Appellant is op 6 januari 2009 uitgevallen wegens ziekte. Gelet op vorenstaande bepalingen geldt voor appellant als refertejaar de periode van 1 januari 2008 tot

1 januari 2009. Ter zitting bij de Raad is door het Uwv gesteld dat uit de beschikbare gegevens blijkt dat aan appellant in deze periode geen mobiliteitsvergoeding in voormelde zin betaalbaar is gesteld. Appellant heeft dit standpunt van het Uwv niet bestreden en heeft erkend dat deze vergoeding over het jaar 2008 om administratieve redenen pas in juni 2009 aan hem is betaald. Appellant heeft niet aangetoond dat deze vergoeding in het refertejaar niet inbaar is geworden en dit betekent, nog daargelaten de vraag of deze vergoeding als loon in de zin van de Wet op de loonbelasting 1964 kan worden aangemerkt, dat de situatie zoals omschreven in het vierde lid van artikel 2 van het BD zich niet voordoet. De Raad heeft in zijn uitspraak van 22 augustus 2016 (ECLI:NL:CRVB:2016:3156) geoordeeld dat zodanige toepassing overeenkomstig de nota van toelichting de grenzen van een redelijke beleidsbepaling niet te buiten gaat. Bij de berekening van het maatinkomen als bedoeld in artikel 7a, eerste lid, van het SB hoefde het Uwv daarom geen rekening te houden met deze vergoeding.

5.5.

Gelet op de overwegingen 5.1 tot en met 5.4 moet de aangevallen uitspraak worden bevestigd.
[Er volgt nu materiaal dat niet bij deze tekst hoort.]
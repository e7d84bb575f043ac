//! Tests for literal rendering

use serde_json::json;

use super::*;

#[test]
fn test_falsy_values() {
    for v in [
        json!(null),
        json!(false),
        json!(0),
        json!(0.0),
        json!(""),
        json!("0"),
        json!([]),
        json!({}),
    ] {
        assert!(is_falsy(&v), "{v}");
    }
    for v in [json!(true), json!(1), json!("0.0"), json!(" "), json!([0])] {
        assert!(!is_falsy(&v), "{v}");
    }
}

// =============================================================================
// int
// =============================================================================

#[test]
fn test_int_from_numbers() {
    assert_eq!(int_literal(&json!(42)), "42");
    assert_eq!(int_literal(&json!(-7)), "-7");
    assert_eq!(int_literal(&json!(3.9)), "3");
    assert_eq!(int_literal(&json!(-3.9)), "-3");
    assert_eq!(int_literal(&json!(u64::MAX)), u64::MAX.to_string());
}

#[test]
fn test_int_from_strings() {
    assert_eq!(int_literal(&json!("12abc")), "12");
    assert_eq!(int_literal(&json!("abc")), "0");
    assert_eq!(int_literal(&json!("  -5")), "-5");
    assert_eq!(int_literal(&json!("+8")), "8");
    assert_eq!(int_literal(&json!("2.75kg")), "2");
    assert_eq!(int_literal(&json!("1e3")), "1000");
    assert_eq!(int_literal(&json!("")), "0");
}

#[test]
fn test_int_from_other_scalars() {
    assert_eq!(int_literal(&json!(true)), "1");
    assert_eq!(int_literal(&json!(false)), "0");
    assert_eq!(int_literal(&json!(null)), "0");
}

// =============================================================================
// float
// =============================================================================

#[test]
fn test_float_literals() {
    assert_eq!(float_literal(&json!(1.5)), "1.5");
    assert_eq!(float_literal(&json!(10)), "10");
    assert_eq!(float_literal(&json!("3.25 EUR")), "3.25");
    assert_eq!(float_literal(&json!(".5")), "0.5");
    assert_eq!(float_literal(&json!("n/a")), "0");
    assert_eq!(float_literal(&json!(true)), "1");
    assert_eq!(float_literal(&json!("1e999")), "0");
}

// =============================================================================
// string
// =============================================================================

#[test]
fn test_string_weak_forms() {
    assert_eq!(string_literal(&json!("hello")), "'hello'");
    assert_eq!(string_literal(&json!(12)), "'12'");
    assert_eq!(string_literal(&json!(1.5)), "'1.5'");
    assert_eq!(string_literal(&json!(true)), "'1'");
    assert_eq!(string_literal(&json!(false)), "''");
    assert_eq!(string_literal(&json!(null)), "''");
}

#[test]
fn test_string_sanitizing() {
    assert_eq!(string_literal(&json!("<b>bold</b> move")), "'bold move'");
    assert_eq!(string_literal(&json!("it's")), "'its'");
    assert_eq!(string_literal(&json!("a\\b")), "'a\\\\b'");
    assert_eq!(string_literal(&json!("line\nnext\tcol\r")), "'line\\nnext\\tcol\\r'");
}

#[test]
fn test_string_truncated_before_escaping() {
    let long = "é".repeat(300);
    let literal = string_literal(&json!(long));
    assert_eq!(literal.chars().count(), MAX_STRING_CHARS + 2);

    let newlines = "\n".repeat(300);
    let literal = string_literal(&json!(newlines));
    assert_eq!(literal.len(), MAX_STRING_CHARS * 2 + 2);
}

#[test]
fn test_literals_stay_on_one_line() {
    for v in [json!("a\nb"), json!("a\tb"), json!("\r\n")] {
        for literal in [string_literal(&v), passthrough_literal(&v)] {
            assert!(!literal.contains(['\n', '\r', '\t']), "{literal}");
        }
    }
}

// =============================================================================
// passthrough
// =============================================================================

#[test]
fn test_passthrough_literals() {
    assert_eq!(passthrough_literal(&json!("['a','b']")), "'[\\'a\\',\\'b\\']'");
    assert_eq!(passthrough_literal(&json!(2.5)), "2.5");
    assert_eq!(passthrough_literal(&json!(true)), "1");
    assert_eq!(passthrough_literal(&json!(null)), NULL_LITERAL);
}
6. Voor een proceskostenveroordeling bestaat geen aanleiding.

BESLISSING

De Centrale Raad van Beroep bevestigt de aangevallen uitspraak.

Deze uitspraak is gedaan door J.S. van der Kolk als voorzitter en E.W. Akkerman en

A.T. de Kwaasteniet als leden, in tegenwoordigheid van J.W.L. van der Loo als griffier.

De beslissing is uitgesproken in het openbaar op 28 juni 2017.